[PDF] Madurese Seafarers eBook

Madurese Seafarers Book in PDF, ePub and Kindle version is available to download in english. Read online anytime anywhere directly from your device. Click on the download button below to get a free pdf file of Madurese Seafarers book. This book definitely worth reading, it is an incredibly well-written.

Madurese Seafarers

Author : Kurt Stenross
Publisher :
Page : 348 pages
File Size : 19,10 MB
Release : 2011-08-31
Category : Business & Economics
ISBN :

GET BOOK

The Madurese are one of the great maritime and trading peoples of the Indonesian Archipelago. This study takes readers into the trading villages of Madura, with their remarkable traditional vessels (perahu) that were powered by sail until the late twentieth century, and examines their informal-sector economic niches, notably the cattle, salt, and timber trades and the carriage of people. The book argues that the nature of village society, the physical characteristics of the island’s coast, cultural traditions of frugality and self-reliance, and an appetite for risk all contributed to the enduring success of Madurese traders. During Suharto’s New Order, Madurese seafarers prospered through their central role in the booming timber trade between Kalimantan and Java, using great ingenuity and quasi-legal means to negotiate state laws and regulations. Based on data collected during visits to remote ports and unlicensed sawmills in Kalimantan, perahu harbors in Java, and “wild” beach ports in Madura, the book explores the inner workings of Madurese maritime trade during a critical period that brought this village-based transport industry into a modern and increasingly regulated economic environment.

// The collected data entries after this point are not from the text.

//! Blocking HTTP transport for the live service.
//!
//! Joins the base URL and endpoint path, appends the `apikey` credential and
//! consults the circuit breaker before every request. No retries: a refused
//! or failed request surfaces as [`FetchError::Transport`] immediately.

use std::fmt;
use std::sync::Arc;
use std::time::Duration;

use reqwest::StatusCode;

use super::circuit_breaker::CircuitBreaker;
use super::{HttpTransport, Query, ResponseHandle};
use crate::config::ClientConfig;
use crate::error::FetchError;

pub struct HttpClientTransport {
    client: reqwest::blocking::Client,
    base_url: String,
    api_key: String,
    circuit_breaker: Arc<CircuitBreaker>,
}

impl HttpClientTransport {
    pub fn new(config: &ClientConfig) -> Result<Self, FetchError> {
        let api_key = config
            .api_key
            .as_deref()
            .map(str::trim)
            .filter(|key| !key.is_empty())
            .ok_or_else(|| FetchError::Config("no API key configured (set FMP_API_KEY)".into()))?
            .to_string();

        let client = reqwest::blocking::Client::builder()
            .timeout(Duration::from_secs(config.timeout_secs))
            .user_agent(config.user_agent.clone())
            .build()
            .map_err(|e| FetchError::Config(format!("failed to build HTTP client: {e}")))?;

        let circuit_breaker = Arc::new(CircuitBreaker::new(
            Duration::from_secs(config.breaker_cooldown_secs),
            config.breaker_failure_threshold,
        ));

        Ok(Self {
            client,
            base_url: normalize_base(&config.base_url),
            api_key,
            circuit_breaker,
        })
    }

    /// Share a breaker with other transports talking to the same service.
    pub fn with_circuit_breaker(mut self, circuit_breaker: Arc<CircuitBreaker>) -> Self {
        self.circuit_breaker = circuit_breaker;
        self
    }

    pub fn circuit_breaker(&self) -> &Arc<CircuitBreaker> {
        &self.circuit_breaker
    }

    fn url(&self, path: &str) -> String {
        format!("{}{}", self.base_url, path.trim_start_matches('/'))
    }
}

fn normalize_base(base: &str) -> String {
    let trimmed = base.trim_end_matches('/');
    format!("{trimmed}/")
}

impl HttpTransport for HttpClientTransport {
    fn issue_get(&self, path: &str, query: &Query) -> Result<ResponseHandle, FetchError> {
        if !self.circuit_breaker.is_allowed() {
            return Err(FetchError::transport(
                path,
                format!(
                    "circuit breaker open, requests refused for another {}s",
                    self.circuit_breaker.remaining_cooldown().as_secs()
                ),
            ));
        }

        let mut params: Vec<(&str, &str)> = query
            .iter()
            .map(|(k, v)| (k.as_str(), v.as_str()))
            .collect();
        params.push(("apikey", self.api_key.as_str()));

        let response = self
            .client
            .get(self.url(path))
            .query(&params)
            .send()
            .map_err(|e| {
                if e.is_connect() || e.is_timeout() {
                    self.circuit_breaker.record_failure();
                }
                // the URL carries the credential
                FetchError::transport(path, e.without_url().to_string())
            })?;

        let status = response.status();
        match status {
            StatusCode::FORBIDDEN => self.circuit_breaker.trip(),
            StatusCode::TOO_MANY_REQUESTS => self.circuit_breaker.record_failure(),
            s if s.is_success() => self.circuit_breaker.record_success(),
            _ => {}
        }
        tracing::debug!(path, status = status.as_u16(), "request issued");

        Ok(ResponseHandle::new(status.as_u16(), response))
    }
}

impl fmt::Debug for HttpClientTransport {
    fn fmt(&self, f: &mut fmt::Formatter<'_>) -> fmt::Result {
        f.debug_struct("HttpClientTransport")
            .field("base_url", &self.base_url)
            .field("api_key", &"<redacted>")
            .field("circuit_breaker", &self.circuit_breaker.state())
            .finish()
    }
}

Becoming – An Anthropological Approach to Understandings of the Person in Java

Author : Konstantinos Retsikas
Publisher : Anthem Press
Page : 252 pages
File Size : 47,5 MB
Release : 2014-10-01
Category : Social Science
ISBN : 1783083107

GET BOOK

‘Becoming – An Anthropological Approach to Understandings of the Person in Java’ is an ethnographic monograph that examines the ways in which the peoples of a peri-urban locality in East Java, Indonesia conceive of the person, by looking at how their everyday practices relate to understandings of ethnicity, kinship, Islam and gender. The volume is also a thought experiment that aims to make a theoretical contribution to the discipline of anthropology by proposing the concept of the ‘diaphoron’ person and re-deploying the method of ‘total ethnography’.

Subversive Seas

Author : Kris Alexanderson
Publisher : Cambridge University Press
Page : 315 pages
File Size : 15,78 MB
Release : 2019-04-25
Category : Business & Economics
ISBN : 1108472028

GET BOOK

This revealing portrait of the oceanic Dutch Empire exposes the maritime world as a catalyst for the downfall of European imperialism.

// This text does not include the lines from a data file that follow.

use crate::config::{Config, SearchPattern};
use crate::error::{NotifierError, Result};
use crate::mail::EmailRecord;
use crate::notifier::Notification;

use regex::{Regex, RegexBuilder};

/// A search pattern with its regexes compiled once at load time.
struct CompiledPattern {
    name: String,
    sender: Option<Regex>,
    subject: Option<Regex>,
    exclude_in_subject: Option<Regex>,
}

impl CompiledPattern {
    fn new(pattern: &SearchPattern) -> Result<Self> {
        Ok(Self {
            name: pattern.name.clone(),
            sender: compile(&pattern.name, pattern.sender.as_deref())?,
            subject: compile(&pattern.name, pattern.subject.as_deref())?,
            exclude_in_subject: compile(&pattern.name, pattern.exclude_in_subject.as_deref())?,
        })
    }

    fn matches(&self, email: &EmailRecord) -> bool {
        let sender = self
            .sender
            .as_ref()
            .map(|regex| regex.is_match(&email.sender_email));
        let subject = self
            .subject
            .as_ref()
            .map(|regex| regex.is_match(&email.subject));

        // Both given: both must match. Only one given: it alone decides.
        let include = match (sender, subject) {
            (Some(sender), Some(subject)) => sender && subject,
            (Some(sender), None) => sender,
            (None, Some(subject)) => subject,
            (None, None) => false,
        };

        let exclude = self
            .exclude_in_subject
            .as_ref()
            .is_some_and(|regex| regex.is_match(&email.subject));

        include && !exclude
    }

    fn notification(&self, email: &EmailRecord) -> Notification {
        Notification {
            title: format!("Pattern: {}", self.name),
            body: format!("Sender: {} \n\n{}", email.sender_email, email.subject),
        }
    }
}

/// Case-insensitive and unanchored, so it behaves like a substring search.
fn compile(rule: &str, pattern: Option<&str>) -> Result<Option<Regex>> {
    pattern
        .map(|pattern| {
            RegexBuilder::new(pattern)
                .case_insensitive(true)
                .build()
                .map_err(|e| {
                    NotifierError::ConfigParse(format!(
                        "Invalid regex pattern '{pattern}' in '{rule}': {e}"
                    ))
                })
        })
        .transpose()
}

pub struct FilterEngine {
    patterns: Vec<CompiledPattern>,
    inspect_x_last_emails: usize,
}

impl FilterEngine {
    pub fn new(config: Config) -> Result<Self> {
        let patterns = config
            .search_for
            .iter()
            .map(CompiledPattern::new)
            .collect::<Result<Vec<_>>>()?;

        Ok(FilterEngine {
            patterns,
            inspect_x_last_emails: config.inspect_x_last_emails,
        })
    }

    pub fn pattern_names(&self) -> impl Iterator<Item = &str> {
        self.patterns.iter().map(|p| p.name.as_str())
    }

    /// Notifications grouped by pattern (config order), then by email order.
    /// Only the first `inspect_x_last_emails` emails are looked at.
    pub fn evaluate(&self, emails: &[EmailRecord]) -> Vec<Notification> {
        let to_inspect = &emails[..self.inspect_x_last_emails.min(emails.len())];
        let mut notifications = Vec::new();

        for pattern in &self.patterns {
            let before = notifications.len();
            for email in to_inspect {
                let matches = pattern.matches(email);
                log::debug!(
                    "Pattern '{}' vs '{}' / '{}': {}",
                    pattern.name,
                    email.sender_email,
                    email.subject,
                    matches
                );
                if matches {
                    notifications.push(pattern.notification(email));
                }
            }

            let matched = notifications.len() - before;
            if matched > 0 {
                log::info!("Pattern '{}' matched {} emails", pattern.name, matched);
            }
        }

        notifications
    }
}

Forgotten People: Poverty, Risk and Social Security in Indonesia

Author : Gerben Nooteboom
Publisher : BRILL
Page : 324 pages
File Size : 11,90 MB
Release : 2014-11-28
Category : Social Science
ISBN : 900428298X

GET BOOK

In Forgotten People Gerben Nooteboom describes and analyses the livelihoods and social security of peasants and migrant Madurese. It offers a new way to categorise and analyse livelihood security of marginal people in Indonesia by using the concept of style.

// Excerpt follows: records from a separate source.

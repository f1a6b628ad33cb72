use crate::error::{NotifierError, Result};

/// Position of each field inside one record of the flat argument list.
pub struct MailFormat;

impl MailFormat {
    pub const ACCOUNT_EMAIL: usize = 0;
    pub const SENDER_EMAIL: usize = 1;
    pub const SUBJECT: usize = 2;
    pub const FIELD_COUNT: usize = 3;
}

/// One new email as reported by the mail checker.
#[derive(Debug, Clone, PartialEq, Eq, Default)]
pub struct EmailRecord {
    pub account_email: String,
    pub sender_email: String,
    pub subject: String,
}

impl EmailRecord {
    pub fn new(account_email: &str, sender_email: &str, subject: &str) -> Self {
        Self {
            account_email: account_email.to_string(),
            sender_email: sender_email.to_string(),
            subject: subject.to_string(),
        }
    }

    fn from_fields(fields: &[String]) -> Self {
        Self {
            account_email: fields[MailFormat::ACCOUNT_EMAIL].clone(),
            sender_email: fields[MailFormat::SENDER_EMAIL].clone(),
            subject: fields[MailFormat::SUBJECT].clone(),
        }
    }
}

/// Groups a flat `[account, sender, subject, ...]` list into records,
/// keeping the order they were received in.
pub fn parse_records(flat: &[String], field_count: usize) -> Result<Vec<EmailRecord>> {
    if field_count != MailFormat::FIELD_COUNT || flat.len() % field_count != 0 {
        return Err(NotifierError::MalformedInput {
            count: flat.len(),
            field_count,
        });
    }

    let records: Vec<EmailRecord> = flat
        .chunks_exact(field_count)
        .map(EmailRecord::from_fields)
        .collect();

    log::debug!("Parsed {} new emails", records.len());
    Ok(records)
}
use crate::config::Config;
use crate::error::{NotifierError, Result};
use std::path::{Path, PathBuf};

pub const DEFAULT_ROOT: &str = "/opt/mail-notifier";
pub const CONFIG_FILE: &str = "config.json";
pub const SOUND_ASSET: &str = "assets/ring.aif";

/// The directory the notifier was installed into.
#[derive(Debug, Clone)]
pub struct Installation {
    root: PathBuf,
}

impl Installation {
    pub fn new<P: Into<PathBuf>>(root: P) -> Self {
        Self { root: root.into() }
    }

    pub fn root(&self) -> &Path {
        &self.root
    }

    pub fn config_path(&self) -> PathBuf {
        self.root.join(CONFIG_FILE)
    }

    pub fn sound_path(&self) -> PathBuf {
        self.root.join(SOUND_ASSET)
    }

    /// Checks the root, then the config file, then the sound asset.
    pub fn validate(&self) -> Result<()> {
        if !self.root.exists() {
            return Err(NotifierError::InstallationMissing(self.root.clone()));
        }

        let config_path = self.config_path();
        if !config_path.is_file() {
            return Err(NotifierError::ConfigMissing(config_path));
        }

        let sound_path = self.sound_path();
        if !sound_path.is_file() {
            return Err(NotifierError::AssetMissing(sound_path));
        }

        log::debug!("Installation at {} is valid", self.root.display());
        Ok(())
    }

    pub fn load_config(&self) -> Result<Config> {
        self.validate()?;
        Config::from_file(self.config_path())
    }
}

impl Default for Installation {
    fn default() -> Self {
        Self::new(DEFAULT_ROOT)
    }
}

Seafarers in the ASEAN Region

Author : Mary R. Brooks
Publisher : Institute of Southeast Asian
Page : 251 pages
File Size : 47,86 MB
Release : 1989
Category : Business & Economics
ISBN : 9813035137

GET BOOK

Southeast Asia, located on the Europe-Far East trade route, is one of the busiest shipping region of the world and a major source of seafarers for the international shipping industry. In the context of the growing maritime aspirations of the region and the depressed state of world shipping, a study of the current situation facing seafarers in the region seemed timely.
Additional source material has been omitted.